# Physiological Interrogation of Reactive Astrocytes

> **NIH NIH R03** · OHIO STATE UNIVERSITY · 2022 · $149,450

## Abstract

Project Summary
Reactive astrogliosis represents the most common neuropathological finding in brain diseases. Unfortunately,
we lack fundamental molecular insight into the consequences of reactive astrogliosis on cell function. Although
we presume that astrocytes’ vital physiological roles are dysfunctional in reactive astrogliosis, our community
lacks key, fundamental tools that can incisively test hypotheses as to how these cells show dysfunction. This
capability gap between transcriptomic analytical workflows and physiological analytical workflows represents a
significant barrier for the glial biology community’s capability to understand the consequences of gliosis on
astrocyte cell function. Addressing this capability gap through machine learning/artificial intelligence (ML/AI)
approaches represents a specific goal delineated by a consensus editorial published in Nature Neuroscience
recently by prominent glial biologists. The scientific premise of the proposed research is based on the utilization
of live cell imaging of astrocytic intracellular Ca++ transients ([Ca++]i) to capture astrocyte physiological responses
to external stimuli. The underlying hypothesis to be tested is that efficient segmentation of video images can
occur using convolutional neural networks, and that video image feature extraction that includes pixel intensity,
object texture, object shape, and directionality of astrocyte [Ca++]i transients will permit enriched clustering
analysis of [Ca++]i transient wave-form types. In our preliminary data, we have already captured over 312 GB of
live cell astrocyte Ca++ imaging data upon which to perform the proposed analyses.

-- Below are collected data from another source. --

use anyhow::Result;
use sqlx::{
    migrate::MigrateDatabase,
    sqlite::{SqliteConnectOptions, SqlitePoolOptions},
    Sqlite, SqlitePool,
};
use std::str::FromStr;
use std::sync::Arc;
use tracing::info;

/// DbConnection owns the pool shared by every repository
#[derive(Clone)]
pub struct DbConnection {
    pool: Arc<SqlitePool>,
}

impl DbConnection {
    /// Create a new database connection, creating the database and schema if needed
    pub async fn new(url: &str) -> Result<Self> {
        // Create database if it doesn't exist
        if !Sqlite::database_exists(url).await.unwrap_or(false) {
            info!("Creating database at {}", url);
            Sqlite::create_database(url).await?
        }

        // Signups rely on ON DELETE CASCADE, so every pooled connection needs FK enforcement
        let options = SqliteConnectOptions::from_str(url)?.foreign_keys(true);
        let pool = SqlitePoolOptions::new().connect_with(options).await?;

        Self::setup_schema(&pool).await?;

        Ok(Self { pool: Arc::new(pool) })
    }

    /// Initialize a test database with a unique name
    #[cfg(test)]
    pub async fn init_test() -> Result<Self> {
        let test_id = uuid::Uuid::new_v4().to_string();
        let db_url = format!("file:memdb_{}?mode=memory&cache=shared", test_id);

        Self::new(&db_url).await
    }

    /// Get a reference to the connection pool
    pub fn pool(&self) -> &SqlitePool {
        &self.pool
    }

    /// Set up the required database schema.
    ///
    /// Constraint names follow `pk_<table>`, `ck_<table>_<name>`,
    /// `fk_<table>_<column>_<referred_table>` and `ix_<table>_<column>`.
    async fn setup_schema(pool: &SqlitePool) -> Result<()> {
        sqlx::query(
            r#"
            CREATE TABLE IF NOT EXISTS campers (
                id INTEGER NOT NULL,
                name TEXT NOT NULL,
                age INTEGER NOT NULL,
                CONSTRAINT pk_campers PRIMARY KEY (id),
                CONSTRAINT ck_campers_age_range CHECK (age >= 8 AND age <= 18),
                CONSTRAINT ck_campers_name_not_empty CHECK (name <> '')
            );
            "#,
        )
        .execute(pool)
        .await?;

        sqlx::query(
            r#"
            CREATE TABLE IF NOT EXISTS activities (
                id INTEGER NOT NULL,
                name TEXT NOT NULL,
                difficulty INTEGER NOT NULL,
                CONSTRAINT pk_activities PRIMARY KEY (id)
            );
            "#,
        )
        .execute(pool)
        .await?;

        sqlx::query(
            r#"
            CREATE TABLE IF NOT EXISTS signups (
                id INTEGER NOT NULL,
                time INTEGER NOT NULL,
                camper_id INTEGER NOT NULL,
                activity_id INTEGER NOT NULL,
                CONSTRAINT pk_signups PRIMARY KEY (id),
                CONSTRAINT ck_signups_time_range CHECK (time >= 0 AND time <= 23),
                CONSTRAINT fk_signups_camper_id_campers
                    FOREIGN KEY (camper_id) REFERENCES campers (id),
                CONSTRAINT fk_signups_activity_id_activities
                    FOREIGN KEY (activity_id) REFERENCES activities (id) ON DELETE CASCADE
            );
            "#,
        )
        .execute(pool)
        .await?;

        sqlx::query("CREATE INDEX IF NOT EXISTS ix_signups_camper_id ON signups (camper_id);")
            .execute(pool)
            .await?;

        sqlx::query("CREATE INDEX IF NOT EXISTS ix_signups_activity_id ON signups (activity_id);")
            .execute(pool)
            .await?;

        Ok(())
    }
}
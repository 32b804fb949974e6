use anyhow::Result;
use sqlx::{sqlite::SqliteRow, Row};

use crate::domain::models::{Camper, NewCamper};
use crate::storage::connection::DbConnection;

/// Repository for camper operations
#[derive(Clone)]
pub struct CamperRepository {
    db: DbConnection,
}

impl CamperRepository {
    pub fn new(db: DbConnection) -> Self {
        Self { db }
    }

    fn from_row(row: &SqliteRow) -> Camper {
        Camper {
            id: row.get("id"),
            name: row.get("name"),
            age: row.get("age"),
        }
    }

    /// Insert a camper and return the id SQLite assigned to it
    pub async fn store_camper(&self, camper: &NewCamper) -> Result<i64> {
        let result = sqlx::query("INSERT INTO campers (name, age) VALUES (?, ?)")
            .bind(&camper.name)
            .bind(camper.age)
            .execute(self.db.pool())
            .await?;
        Ok(result.last_insert_rowid())
    }

    /// Get a camper by ID
    pub async fn get_camper(&self, camper_id: i64) -> Result<Option<Camper>> {
        let row = sqlx::query("SELECT id, name, age FROM campers WHERE id = ?")
            .bind(camper_id)
            .fetch_optional(self.db.pool())
            .await?;

        Ok(row.as_ref().map(Self::from_row))
    }

    /// List all campers ordered by id
    pub async fn list_campers(&self) -> Result<Vec<Camper>> {
        let rows = sqlx::query("SELECT id, name, age FROM campers ORDER BY id ASC")
            .fetch_all(self.db.pool())
            .await?;

        Ok(rows.iter().map(Self::from_row).collect())
    }

    /// Overwrite name and age of an existing camper
    pub async fn update_camper(&self, camper: &Camper) -> Result<()> {
        sqlx::query("UPDATE campers SET name = ?, age = ? WHERE id = ?")
            .bind(&camper.name)
            .bind(camper.age)
            .bind(camper.id)
            .execute(self.db.pool())
            .await?;
        Ok(())
    }

    /// Remove every camper. Signups must be cleared first.
    pub async fn delete_all(&self) -> Result<u64> {
        let result = sqlx::query("DELETE FROM campers")
            .execute(self.db.pool())
            .await?;
        Ok(result.rows_affected())
    }
}

#[cfg(test)]
mod tests {
    use super::*;

    async fn setup_test() -> CamperRepository {
        let db = DbConnection::init_test().await.expect("Failed to create test database");
        CamperRepository::new(db)
    }

    #[tokio::test]
    async fn test_store_and_get_camper() {
        let repo = setup_test().await;

        let id = repo
            .store_camper(&NewCamper { name: "Sam".to_string(), age: 10 })
            .await
            .expect("Failed to store camper");
        assert!(id > 0);

        let camper = repo.get_camper(id).await.expect("Failed to get camper");
        assert_eq!(camper, Some(Camper { id, name: "Sam".to_string(), age: 10 }));
    }

    #[tokio::test]
    async fn test_get_nonexistent_camper() {
        let repo = setup_test().await;

        let camper = repo.get_camper(999).await.expect("Query failed");
        assert!(camper.is_none());
    }

    #[tokio::test]
    async fn test_list_campers_in_id_order() {
        let repo = setup_test().await;

        for (name, age) in [("Ava", 9), ("Ben", 12), ("Cai", 17)] {
            repo.store_camper(&NewCamper { name: name.to_string(), age })
                .await
                .expect("Failed to store camper");
        }

        let campers = repo.list_campers().await.expect("Failed to list campers");
        let names: Vec<&str> = campers.iter().map(|c| c.name.as_str()).collect();
        assert_eq!(names, vec!["Ava", "Ben", "Cai"]);
        assert!(campers.windows(2).all(|pair| pair[0].id < pair[1].id));
    }

    #[tokio::test]
    async fn test_update_camper() {
        let repo = setup_test().await;

        let id = repo
            .store_camper(&NewCamper { name: "Sam".to_string(), age: 10 })
            .await
            .expect("Failed to store camper");

        let updated = Camper { id, name: "Samantha".to_string(), age: 11 };
        repo.update_camper(&updated).await.expect("Failed to update camper");

        let camper = repo.get_camper(id).await.expect("Failed to get camper");
        assert_eq!(camper, Some(updated));
    }
}
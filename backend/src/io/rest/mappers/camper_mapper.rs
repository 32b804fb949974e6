//! Response shaping for campers.
//!
//! The abbreviated form is `{id, name, age}`. The full form adds the camper's
//! signups, each with its activity; nested signups drop their camper and nested
//! activities drop their signups and campers, so nothing expands recursively.

use super::activity_mapper::ActivityMapper;
use crate::domain::commands::camper::{CreateCamperCommand, UpdateCamperCommand};
use crate::domain::models::{Camper, CamperWithSignups, EnrolledSignup};
use shared::{CamperDetail, CamperSignup, CamperSummary, CreateCamperRequest, UpdateCamperRequest};

pub struct CamperMapper;

impl CamperMapper {
    pub fn to_create_command(dto: CreateCamperRequest) -> CreateCamperCommand {
        CreateCamperCommand {
            name: dto.name,
            age: dto.age,
        }
    }

    pub fn to_update_command(dto: UpdateCamperRequest) -> UpdateCamperCommand {
        UpdateCamperCommand {
            name: dto.name,
            age: dto.age,
        }
    }

    pub fn to_summary_dto(domain: Camper) -> CamperSummary {
        CamperSummary {
            id: domain.id,
            name: domain.name,
            age: domain.age,
        }
    }

    pub fn to_summary_list_dto(domain_campers: Vec<Camper>) -> Vec<CamperSummary> {
        domain_campers.into_iter().map(Self::to_summary_dto).collect()
    }

    pub fn to_detail_dto(domain: CamperWithSignups) -> CamperDetail {
        CamperDetail {
            id: domain.camper.id,
            name: domain.camper.name,
            age: domain.camper.age,
            signups: domain.signups.into_iter().map(Self::to_signup_dto).collect(),
        }
    }

    fn to_signup_dto(enrolled: EnrolledSignup) -> CamperSignup {
        CamperSignup {
            id: enrolled.signup.id,
            time: enrolled.signup.time,
            camper_id: enrolled.signup.camper_id,
            activity_id: enrolled.signup.activity_id,
            activity: ActivityMapper::to_dto(enrolled.activity),
        }
    }
}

These videos capture
brainstem astrocyte responses to hypoxia in vitro as well as following treatment with the endotoxin
lipopolysaccharide (LPS). Thus, we will assess, for the first time, ([Ca++]i from brainstem astrocytes cultured
without serum at baseline, hypoxia, and recovery, with and without LPS treatment. The objectives of the
proposed research are to perform a secondary analysis of this dataset so as to develop objective analytical
workflows that capture a more complete picture of astrocytic phenotypes during physiological challenges. To
achieve this we will achieve three aims. We will first develop an efficient, unbiased image segmentation workflow
to capture active astrocytes during physiological challenges using the UNET-based CNN algorithm. We will then
identify clusters of astrocyte [Ca++]i transients wave-form types under distinct physiological challenges. Lastly,
as a future direction that will lay the groundwork for our subsequent R01 application, we will modify our
astrocyte imaging workflows to promote compatibility with spatial transcriptomic analysis by integrating
photoconvertible reporters and image registration processes using a spatial transcriptomic platform. At the
conclusion of the proposed research we will, for the first time, have a rapid, objective image analysis workflow to
inte...

## Key facts

- **NIH application ID:** 10555444
- **Project number:** 1R03NS129526-01
- **Recipient organization:** OHIO STATE UNIVERSITY
- **Principal Investigator:** Jose Javier Otero
- **Activity code:** R03 (R01, R21, SBIR, etc.)
- **Funding institute:** NIH
- **Fiscal year:** 2022
- **Award amount:** $149,450
- **Award type:** 1
- **Project period:** 2022-09-26 → 2025-08-31

## Primary source

NIH RePORTER: https://reporter.nih.gov/project-details/10555444

## Citation

> US National Institutes of Health, RePORTER application 10555444, Physiological Interrogation of Reactive Astrocytes (1R03NS129526-01). Retrieved via AI Analytics 2026-05-28 from https://api.ai-analytics.org/grant/nih/10555444. Licensed CC0.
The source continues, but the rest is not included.